A public-private partnership. 

The Boston Women's Workforce Council is a collaboration between the City of Boston under Mayor Martin J. Walsh's administration and Boston University.

The Boston Women's Workforce Council was started in 2013 by former Mayor Thomas M. Menino.  The Mayor, who declared 2013 the "Year of the Woman" in his State of the City address, brought together a group of leaders and tasked them with finding a way to better advance women in the workforce. The team concluded that closing the wage gap would not only have the most widespread impact on women in Boston, but also help to decrease the city's poverty rate, bolster the local economy, and position Boston as a national leader in the workforce. Leveraging these drivers, the Council created the 100% Talent Compact to engage Boston's local businesses in the campaign to reduce the gender-based wage gap.
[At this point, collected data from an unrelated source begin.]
// ============================================================
// Layer 3 — Document Domain Type
// ============================================================
// Represents the text pulled out of a single PDF.
// This is a plain data struct with no behaviour —
// the source name, the concatenated page text, and
// a little bookkeeping about how many pages contributed.
//
// The text is the page texts glued together in page order
// with NOTHING inserted between them. Pages that produced no
// text at all are simply absent from the concatenation.
//
// Reference: Rust Book §5 (Structs and Methods)

use serde::{Deserialize, Serialize};

/// Text extracted from one PDF document.
#[derive(Debug, Clone, PartialEq, Eq, Serialize, Deserialize)]
pub struct Document {
    /// The filename the text came from — kept for reports and logs
    pub source: String,

    /// Every page's extracted text, concatenated in page order
    pub text: String,

    /// Total number of pages in the PDF
    pub page_count: usize,

    /// Number of pages that contributed non-empty text
    pub pages_with_text: usize,
}

impl Document {
    /// Create a Document from a source name and already-joined text.
    /// Page statistics default to a single page holding all the text.
    ///
    /// Example:
    ///   let doc = Document::new("report.pdf", "Quarterly results...");
    pub fn new(source: impl Into<String>, text: impl Into<String>) -> Self {
        Self {
            source: source.into(),
            text: text.into(),
            page_count: 1,
            pages_with_text: 1,
        }
    }

    /// Attach page statistics to the document
    pub fn with_pages(mut self, page_count: usize, pages_with_text: usize) -> Self {
        self.page_count = page_count;
        self.pages_with_text = pages_with_text;
        self
    }

    /// Re-label the document, e.g. with the original upload name
    /// instead of the temporary file it was read from.
    pub fn with_source(mut self, source: impl Into<String>) -> Self {
        self.source = source.into();
        self
    }

    /// True when the text has nothing but whitespace in it
    pub fn is_blank(&self) -> bool {
        self.text.trim().is_empty()
    }
}

#[cfg(test)]
mod tests {
    use super::*;

    #[test]
    fn test_blank_detection() {
        assert!(Document::new("a.pdf", "  \n\t ").is_blank());
        assert!(!Document::new("a.pdf", " text ").is_blank());
    }

    #[test]
    fn test_builders_keep_text() {
        let doc = Document::new("tmp123.pdf", "body")
            .with_pages(4, 3)
            .with_source("upload.pdf");
        assert_eq!(doc.source, "upload.pdf");
        assert_eq!(doc.text, "body");
        assert_eq!(doc.page_count, 4);
        assert_eq!(doc.pages_with_text, 3);
    }
}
When Mayor Martin J. Walsh took office in January 2014, he brought with him a vision for advancing women in the City of Boston. Recognizing that women make up more than 50% of the city's residents and labor force and are some of the City's most valuable assets, Mayor Walsh created a new department, the Office of Women's Advancement, to oversee the full spectrum of issues pertaining to women.  A major part of Mayor Walsh's plan for improving the status of women was to expand the impact and effectiveness of the Council. 

100% Talent Compact

The bulk of the Council's work focuses on 100% Talent: The Boston Women's Compact. The Compact is a first-in-the-nation, public-private partnership in which businesses pledge to take concrete, measurable steps to eliminate the wage gap in their company and to report their progress and employee demographic and salary data anonymously every two years. Over 175 businesses have signed on, including three Fortune 500 companies, with new signers being added regularly.

Beyond the Compact

The Council serves as a resource and thought leader on the gender-based wage gap, in addition to other challenges facing women in today's workforce.  Working both one-on-one and in coalition with our signers and other like-minded organizations, the Council aims to raise consciousness about the disparity between women's and men's wages and encourage measurable actions toward women's full and equal participation in the workforce.